» TASK OBJECTIVE:
Every entry needs to be reproduced exactly.

» RECORDED INFORMATION:
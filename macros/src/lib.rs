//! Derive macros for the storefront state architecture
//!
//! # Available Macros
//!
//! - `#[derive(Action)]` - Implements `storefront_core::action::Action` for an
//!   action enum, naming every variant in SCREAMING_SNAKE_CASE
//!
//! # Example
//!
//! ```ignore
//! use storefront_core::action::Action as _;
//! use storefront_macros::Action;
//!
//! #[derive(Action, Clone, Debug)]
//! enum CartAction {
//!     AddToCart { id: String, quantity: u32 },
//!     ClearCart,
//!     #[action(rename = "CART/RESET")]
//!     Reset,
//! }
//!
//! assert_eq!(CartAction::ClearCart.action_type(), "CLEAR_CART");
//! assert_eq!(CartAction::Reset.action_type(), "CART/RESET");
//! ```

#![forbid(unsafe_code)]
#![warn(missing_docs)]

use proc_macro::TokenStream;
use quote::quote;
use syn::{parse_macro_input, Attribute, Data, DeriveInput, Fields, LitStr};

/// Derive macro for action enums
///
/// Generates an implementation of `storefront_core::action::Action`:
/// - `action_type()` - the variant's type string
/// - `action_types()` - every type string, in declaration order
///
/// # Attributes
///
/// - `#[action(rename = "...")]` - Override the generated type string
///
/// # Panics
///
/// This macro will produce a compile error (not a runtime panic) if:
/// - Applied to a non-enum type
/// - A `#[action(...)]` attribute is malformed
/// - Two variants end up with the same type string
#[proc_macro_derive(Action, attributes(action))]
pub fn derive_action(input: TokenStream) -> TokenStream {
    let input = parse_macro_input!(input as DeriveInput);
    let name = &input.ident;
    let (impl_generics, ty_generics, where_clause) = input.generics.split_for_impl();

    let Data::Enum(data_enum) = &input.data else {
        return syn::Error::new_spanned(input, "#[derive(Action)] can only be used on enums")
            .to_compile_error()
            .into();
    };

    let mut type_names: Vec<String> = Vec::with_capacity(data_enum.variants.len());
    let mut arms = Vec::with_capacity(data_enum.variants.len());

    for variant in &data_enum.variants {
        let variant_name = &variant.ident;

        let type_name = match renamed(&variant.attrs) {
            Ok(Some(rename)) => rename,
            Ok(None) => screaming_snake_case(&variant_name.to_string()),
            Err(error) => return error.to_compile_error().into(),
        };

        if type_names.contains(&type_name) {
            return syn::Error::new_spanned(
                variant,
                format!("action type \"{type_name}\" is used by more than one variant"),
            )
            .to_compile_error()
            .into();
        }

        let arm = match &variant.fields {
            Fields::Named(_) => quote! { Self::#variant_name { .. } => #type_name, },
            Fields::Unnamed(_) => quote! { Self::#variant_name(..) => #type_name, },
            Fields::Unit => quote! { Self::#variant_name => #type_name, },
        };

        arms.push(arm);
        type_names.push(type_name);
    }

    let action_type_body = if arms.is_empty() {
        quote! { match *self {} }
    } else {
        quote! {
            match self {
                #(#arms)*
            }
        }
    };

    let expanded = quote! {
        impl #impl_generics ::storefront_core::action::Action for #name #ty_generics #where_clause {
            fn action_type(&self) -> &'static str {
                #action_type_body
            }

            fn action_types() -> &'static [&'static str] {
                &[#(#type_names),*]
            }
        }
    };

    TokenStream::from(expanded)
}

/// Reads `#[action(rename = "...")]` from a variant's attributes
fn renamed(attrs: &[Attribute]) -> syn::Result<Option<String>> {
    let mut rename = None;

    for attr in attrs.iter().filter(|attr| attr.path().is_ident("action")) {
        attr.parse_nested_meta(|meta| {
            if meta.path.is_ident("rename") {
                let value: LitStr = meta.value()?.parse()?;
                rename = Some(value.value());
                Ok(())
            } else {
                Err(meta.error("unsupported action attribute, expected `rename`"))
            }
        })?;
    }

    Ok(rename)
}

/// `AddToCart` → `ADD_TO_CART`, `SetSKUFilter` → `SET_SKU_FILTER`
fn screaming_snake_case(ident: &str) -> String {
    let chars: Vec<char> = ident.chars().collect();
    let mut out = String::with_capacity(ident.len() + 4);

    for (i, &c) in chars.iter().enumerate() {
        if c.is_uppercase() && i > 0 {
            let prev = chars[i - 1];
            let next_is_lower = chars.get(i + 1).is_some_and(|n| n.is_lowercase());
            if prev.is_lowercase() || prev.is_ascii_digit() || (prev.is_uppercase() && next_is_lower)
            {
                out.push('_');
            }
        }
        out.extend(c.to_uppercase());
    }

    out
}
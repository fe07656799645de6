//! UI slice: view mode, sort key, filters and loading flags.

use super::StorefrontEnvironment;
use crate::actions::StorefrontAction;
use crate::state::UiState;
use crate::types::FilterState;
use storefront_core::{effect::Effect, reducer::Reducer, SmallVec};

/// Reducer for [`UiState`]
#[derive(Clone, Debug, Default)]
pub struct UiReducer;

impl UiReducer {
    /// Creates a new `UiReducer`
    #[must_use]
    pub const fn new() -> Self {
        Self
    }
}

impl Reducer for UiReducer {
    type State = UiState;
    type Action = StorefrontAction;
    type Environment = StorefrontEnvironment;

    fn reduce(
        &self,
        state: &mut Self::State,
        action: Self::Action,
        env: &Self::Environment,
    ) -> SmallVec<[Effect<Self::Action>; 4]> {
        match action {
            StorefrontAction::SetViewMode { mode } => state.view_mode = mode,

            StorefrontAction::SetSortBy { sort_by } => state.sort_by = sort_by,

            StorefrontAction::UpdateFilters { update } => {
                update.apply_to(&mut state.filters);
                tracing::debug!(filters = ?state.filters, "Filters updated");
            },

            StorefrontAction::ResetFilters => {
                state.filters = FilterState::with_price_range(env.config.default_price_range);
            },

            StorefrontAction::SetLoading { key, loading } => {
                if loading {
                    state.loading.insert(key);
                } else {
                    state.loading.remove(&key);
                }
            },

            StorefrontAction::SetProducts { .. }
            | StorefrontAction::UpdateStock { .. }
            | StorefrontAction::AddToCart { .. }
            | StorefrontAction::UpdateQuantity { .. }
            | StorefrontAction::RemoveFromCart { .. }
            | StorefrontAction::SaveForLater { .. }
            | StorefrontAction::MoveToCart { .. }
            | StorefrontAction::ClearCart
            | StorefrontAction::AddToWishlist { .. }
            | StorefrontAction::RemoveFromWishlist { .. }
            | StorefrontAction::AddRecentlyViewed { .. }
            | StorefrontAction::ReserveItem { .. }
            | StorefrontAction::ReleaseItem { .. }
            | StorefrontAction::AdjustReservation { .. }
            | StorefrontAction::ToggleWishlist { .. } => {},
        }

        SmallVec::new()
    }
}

» ANSWER TO THIS PROBLEM:
filename macros/src/lib.rs
//! Derive macros for the storefront state architecture
//!
//! # Available Macros
//!
//! - `#[derive(Action)]` - Implements `storefront_core::action::Action` for an
//!   action enum, naming every variant in SCREAMING_SNAKE_CASE
//!
//! # Example
//!
//! ```ignore
//! use storefront_core::action::Action as _;
//! use storefront_macros::Action;
//!
//! #[derive(Action, Clone, Debug)]
//! enum CartAction {
//!     AddToCart { id: String, quantity: u32 },
//!     ClearCart,
//!     #[action(rename = "CART/RESET")]
//!     Reset,
//! }
//!
//! assert_eq!(CartAction::ClearCart.action_type(), "CLEAR_CART");
//! assert_eq!(CartAction::Reset.action_type(), "CART/RESET");
//! ```

#![forbid(unsafe_code)]
#![warn(missing_docs)]

use proc_macro::TokenStream;
use quote::quote;
use syn::{parse_macro_input, Attribute, Data, DeriveInput, Fields, LitStr};

/// Derive macro for action enums
///
/// Generates an implementation of `storefront_core::action::Action`:
/// - `action_type()` - the variant's type string
/// - `action_types()` - every type string, in declaration order
///
/// # Attributes
///
/// - `#[action(rename = "...")]` - Override the generated type string
///
/// # Panics
///
/// This macro will produce a compile error (not a runtime panic) if:
/// - Applied to a non-enum type
/// - A `#[action(...)]` attribute is malformed
/// - Two variants end up with the same type string
#[proc_macro_derive(Action, attributes(action))]
pub fn derive_action(input: TokenStream) -> TokenStream {
    let input = parse_macro_input!(input as DeriveInput);
    let name = &input.ident;
    let (impl_generics, ty_generics, where_clause) = input.generics.split_for_impl();

    let Data::Enum(data_enum) = &input.data else {
        return syn::Error::new_spanned(input, "#[derive(Action)] can only be used on enums")
            .to_compile_error()
            .into();
    };

    let mut type_names: Vec<String> = Vec::with_capacity(data_enum.variants.len());
    let mut arms = Vec::with_capacity(data_enum.variants.len());

    for variant in &data_enum.variants {
        let variant_name = &variant.ident;

        let type_name = match renamed(&variant.attrs) {
            Ok(Some(rename)) => rename,
            Ok(None) => screaming_snake_case(&variant_name.to_string()),
            Err(error) => return error.to_compile_error().into(),
        };

        if type_names.contains(&type_name) {
            return syn::Error::new_spanned(
                variant,
                format!("action type \"{type_name}\" is used by more than one variant"),
            )
            .to_compile_error()
            .into();
        }

        let arm = match &variant.fields {
            Fields::Named(_) => quote! { Self::#variant_name { .. } => #type_name, },
            Fields::Unnamed(_) => quote! { Self::#variant_name(..) => #type_name, },
            Fields::Unit => quote! { Self::#variant_name => #type_name, },
        };

        arms.push(arm);
        type_names.push(type_name);
    }

    let action_type_body = if arms.is_empty() {
        quote! { match *self {} }
    } else {
        quote! {
            match self {
                #(#arms)*
            }
        }
    };

    let expanded = quote! {
        impl #impl_generics ::storefront_core::action::Action for #name #ty_generics #where_clause {
            fn action_type(&self) -> &'static str {
                #action_type_body
            }

            fn action_types() -> &'static [&'static str] {
                &[#(#type_names),*]
            }
        }
    };

    TokenStream::from(expanded)
}

/// Reads `#[action(rename = "...")]` from a variant's attributes
fn renamed(attrs: &[Attribute]) -> syn::Result<Option<String>> {
    let mut rename = None;

    for attr in attrs.iter().filter(|attr| attr.path().is_ident("action")) {
        attr.parse_nested_meta(|meta| {
            if meta.path.is_ident("rename") {
                let value: LitStr = meta.value()?.parse()?;
                rename = Some(value.value());
                Ok(())
            } else {
                Err(meta.error("unsupported action attribute, expected `rename`"))
            }
        })?;
    }

    Ok(rename)
}

/// `AddToCart` → `ADD_TO_CART`, `SetSKUFilter` → `SET_SKU_FILTER`
fn screaming_snake_case(ident: &str) -> String {
    let chars: Vec<char> = ident.chars().collect();
    let mut out = String::with_capacity(ident.len() + 4);

    for (i, &c) in chars.iter().enumerate() {
        if c.is_uppercase() && i > 0 {
            let prev = chars[i - 1];
            let next_is_lower = chars.get(i + 1).is_some_and(|n| n.is_lowercase());
            if prev.is_lowercase() || prev.is_ascii_digit() || (prev.is_uppercase() && next_is_lower)
            {
                out.push('_');
            }
        }
        out.extend(c.to_uppercase());
    }

    out
}
repository fe07656799645de6
//! UI slice: view mode, sort key, filters and loading flags.

use super::StorefrontEnvironment;
use crate::actions::StorefrontAction;
use crate::state::UiState;
use crate::types::FilterState;
use storefront_core::{effect::Effect, reducer::Reducer, SmallVec};

/// Reducer for [`UiState`]
#[derive(Clone, Debug, Default)]
pub struct UiReducer;

impl UiReducer {
    /// Creates a new `UiReducer`
    #[must_use]
    pub const fn new() -> Self {
        Self
    }
}

impl Reducer for UiReducer {
    type State = UiState;
    type Action = StorefrontAction;
    type Environment = StorefrontEnvironment;

    fn reduce(
        &self,
        state: &mut Self::State,
        action: Self::Action,
        env: &Self::Environment,
    ) -> SmallVec<[Effect<Self::Action>; 4]> {
        match action {
            StorefrontAction::SetViewMode { mode } => state.view_mode = mode,

            StorefrontAction::SetSortBy { sort_by } => state.sort_by = sort_by,

            StorefrontAction::UpdateFilters { update } => {
                update.apply_to(&mut state.filters);
                tracing::debug!(filters = ?state.filters, "Filters updated");
            },

            StorefrontAction::ResetFilters => {
                state.filters = FilterState::with_price_range(env.config.default_price_range);
            },

            StorefrontAction::SetLoading { key, loading } => {
                if loading {
                    state.loading.insert(key);
                } else {
                    state.loading.remove(&key);
                }
            },

            StorefrontAction::SetProducts { .. }
            | StorefrontAction::UpdateStock { .. }
            | StorefrontAction::AddToCart { .. }
            | StorefrontAction::UpdateQuantity { .. }
            | StorefrontAction::RemoveFromCart { .. }
            | StorefrontAction::SaveForLater { .. }
            | StorefrontAction::MoveToCart { .. }
            | StorefrontAction::ClearCart
            | StorefrontAction::AddToWishlist { .. }
            | StorefrontAction::RemoveFromWishlist { .. }
            | StorefrontAction::AddRecentlyViewed { .. }
            | StorefrontAction::ReserveItem { .. }
            | StorefrontAction::ReleaseItem { .. }
            | StorefrontAction::AdjustReservation { .. }
            | StorefrontAction::ToggleWishlist { .. } => {},
        }

        SmallVec::new()
    }
}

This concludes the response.